EXERCISE OBJECTIVE:
Repeat the data that follows, keeping every character intact.

DATA SHOWN:
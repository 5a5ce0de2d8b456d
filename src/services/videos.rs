/// Video lifecycle service
///
/// Owns the upload ticket flow, the uploading -> processing handoff to the
/// encode queue, metadata reads with signed playback URLs, the HLS proxy
/// with segment warming, and owner operations (delete, visibility).
use crate::cache::{keys, MediaCache};
use crate::config::MediaConfig;
use crate::db::video_repo;
use crate::error::{AppError, Result};
use crate::models::{
    IssueUploadUrlRequest, Page, UploadTicketResponse, UploaderRole, Video, VideoResponse,
    VideoStatus, VisibilityResponse,
};
use crate::services::encode_worker::{EncodeJob, EncodeQueue};
use crate::services::storage::{self, StorageClient};
use crate::services::tags::normalize_tag;
use crate::services::transcoder::segment_file_name;
use sqlx::PgPool;
use std::sync::Arc;
use std::time::Duration;
use tracing::{debug, warn};
use uuid::Uuid;

const MAX_TITLE_LEN: usize = 100;
const MAX_DESCRIPTION_LEN: usize = 1000;
const MAX_TAGS: usize = 10;
/// Segments warmed ahead of the player per rendition
const PREFETCH_SEGMENTS: u32 = 5;

/// Validate and normalize an upload request in place
pub fn validate_upload_request(req: &mut IssueUploadUrlRequest) -> Result<()> {
    req.title = req.title.trim().to_string();
    if req.title.is_empty() {
        return Err(AppError::Validation("Title must not be empty".to_string()));
    }
    if req.title.chars().count() > MAX_TITLE_LEN {
        return Err(AppError::Validation(format!(
            "Title must be at most {MAX_TITLE_LEN} characters"
        )));
    }
    if let Some(description) = &req.description {
        if description.chars().count() > MAX_DESCRIPTION_LEN {
            return Err(AppError::Validation(format!(
                "Description must be at most {MAX_DESCRIPTION_LEN} characters"
            )));
        }
    }
    if let Some(tags) = &mut req.tags {
        let mut normalized: Vec<String> = Vec::new();
        for tag in tags.iter() {
            let tag = normalize_tag(tag);
            if !tag.is_empty() && !normalized.contains(&tag) {
                normalized.push(tag);
            }
        }
        if normalized.len() > MAX_TAGS {
            return Err(AppError::Validation(format!(
                "At most {MAX_TAGS} tags are allowed"
            )));
        }
        *tags = normalized;
    }
    Ok(())
}
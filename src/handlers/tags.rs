/// Tag search and discovery endpoints
use crate::error::{AppError, Result};
use crate::services::TagService;
use actix_web::{web, HttpResponse};
use serde::Deserialize;

#[derive(Debug, Deserialize)]
pub struct TagSearchQuery {
    pub tag: Option<String>,
    pub page: Option<i64>,
    pub limit: Option<i64>,
}

/// GET /api/v1/tags/search?tag=puppy
pub async fn search(
    service: web::Data<TagService>,
    query: web::Query<TagSearchQuery>,
) -> Result<HttpResponse> {
    let tag = query
        .tag
        .as_deref()
        .ok_or_else(|| AppError::Validation("Missing tag parameter".to_string()))?;
    let page = query.page.unwrap_or(1).max(1);
    let limit = query.limit.unwrap_or(20).clamp(1, 100);

    let result = service.search(tag, page, limit).await?;
    Ok(HttpResponse::Ok().json(result))
}

#[derive(Debug, Deserialize)]
pub struct LimitQuery {
    pub limit: Option<i64>,
}

/// GET /api/v1/tags/popular
pub async fn popular(
    service: web::Data<TagService>,
    query: web::Query<LimitQuery>,
) -> Result<HttpResponse> {
    let limit = query.limit.unwrap_or(10).clamp(1, 50);
    let stats = service.popular(limit).await?;
    Ok(HttpResponse::Ok().json(stats))
}

#[derive(Debug, Deserialize)]
pub struct SuggestQuery {
    pub q: Option<String>,
    pub limit: Option<i64>,
}

/// GET /api/v1/tags/suggest?q=pu
pub async fn suggest(
    service: web::Data<TagService>,
    query: web::Query<SuggestQuery>,
) -> Result<HttpResponse> {
    let prefix = query
        .q
        .as_deref()
        .ok_or_else(|| AppError::Validation("Missing q parameter".to_string()))?;
    let limit = query.limit.unwrap_or(10).clamp(1, 50);

    let tags = service.suggest(prefix, limit).await?;
    Ok(HttpResponse::Ok().json(tags))
}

RESULT FOR THIS TASK:
repository 5a5ce0de2d8b456d
filename src/services/videos.rs
/// Video lifecycle service
///
/// Owns the upload ticket flow, the uploading -> processing handoff to the
/// encode queue, metadata reads with signed playback URLs, the HLS proxy
/// with segment warming, and owner operations (delete, visibility).
use crate::cache::{keys, MediaCache};
use crate::config::MediaConfig;
use crate::db::video_repo;
use crate::error::{AppError, Result};
use crate::models::{
    IssueUploadUrlRequest, Page, UploadTicketResponse, UploaderRole, Video, VideoResponse,
    VideoStatus, VisibilityResponse,
};
use crate::services::encode_worker::{EncodeJob, EncodeQueue};
use crate::services::storage::{self, StorageClient};
use crate::services::tags::normalize_tag;
use crate::services::transcoder::segment_file_name;
use sqlx::PgPool;
use std::sync::Arc;
use std::time::Duration;
use tracing::{debug, warn};
use uuid::Uuid;

const MAX_TITLE_LEN: usize = 100;
const MAX_DESCRIPTION_LEN: usize = 1000;
const MAX_TAGS: usize = 10;
/// Segments warmed ahead of the player per rendition
const PREFETCH_SEGMENTS: u32 = 5;

/// Validate and normalize an upload request in place
pub fn validate_upload_request(req: &mut IssueUploadUrlRequest) -> Result<()> {
    req.title = req.title.trim().to_string();
    if req.title.is_empty() {
        return Err(AppError::Validation("Title must not be empty".to_string()));
    }
    if req.title.chars().count() > MAX_TITLE_LEN {
        return Err(AppError::Validation(format!(
            "Title must be at most {MAX_TITLE_LEN} characters"
        )));
    }
    if let Some(description) = &req.description {
        if description.chars().count() > MAX_DESCRIPTION_LEN {
            return Err(AppError::Validation(format!(
                "Description must be at most {MAX_DESCRIPTION_LEN} characters"
            )));
        }
    }
    if let Some(tags) = &mut req.tags {
        let mut normalized: Vec<String> = Vec::new();
        for tag in tags.iter() {
            let tag = normalize_tag(tag);
            if !tag.is_empty() && !normalized.contains(&tag) {
                normalized.push(tag);
            }
        }
        if normalized.len() > MAX_TAGS {
            return Err(AppError::Validation(format!(
                "At most {MAX_TAGS} tags are allowed"
            )));
        }
        *tags = normalized;
    }
    Ok(())
}
filename src/handlers/tags.rs
/// Tag search and discovery endpoints
use crate::error::{AppError, Result};
use crate::services::TagService;
use actix_web::{web, HttpResponse};
use serde::Deserialize;

#[derive(Debug, Deserialize)]
pub struct TagSearchQuery {
    pub tag: Option<String>,
    pub page: Option<i64>,
    pub limit: Option<i64>,
}

/// GET /api/v1/tags/search?tag=puppy
pub async fn search(
    service: web::Data<TagService>,
    query: web::Query<TagSearchQuery>,
) -> Result<HttpResponse> {
    let tag = query
        .tag
        .as_deref()
        .ok_or_else(|| AppError::Validation("Missing tag parameter".to_string()))?;
    let page = query.page.unwrap_or(1).max(1);
    let limit = query.limit.unwrap_or(20).clamp(1, 100);

    let result = service.search(tag, page, limit).await?;
    Ok(HttpResponse::Ok().json(result))
}

#[derive(Debug, Deserialize)]
pub struct LimitQuery {
    pub limit: Option<i64>,
}

/// GET /api/v1/tags/popular
pub async fn popular(
    service: web::Data<TagService>,
    query: web::Query<LimitQuery>,
) -> Result<HttpResponse> {
    let limit = query.limit.unwrap_or(10).clamp(1, 50);
    let stats = service.popular(limit).await?;
    Ok(HttpResponse::Ok().json(stats))
}

#[derive(Debug, Deserialize)]
pub struct SuggestQuery {
    pub q: Option<String>,
    pub limit: Option<i64>,
}

/// GET /api/v1/tags/suggest?q=pu
pub async fn suggest(
    service: web::Data<TagService>,
    query: web::Query<SuggestQuery>,
) -> Result<HttpResponse> {
    let prefix = query
        .q
        .as_deref()
        .ok_or_else(|| AppError::Validation("Missing q parameter".to_string()))?;
    let limit = query.limit.unwrap_or(10).clamp(1, 50);

    let tags = service.suggest(prefix, limit).await?;
    Ok(HttpResponse::Ok().json(tags))
}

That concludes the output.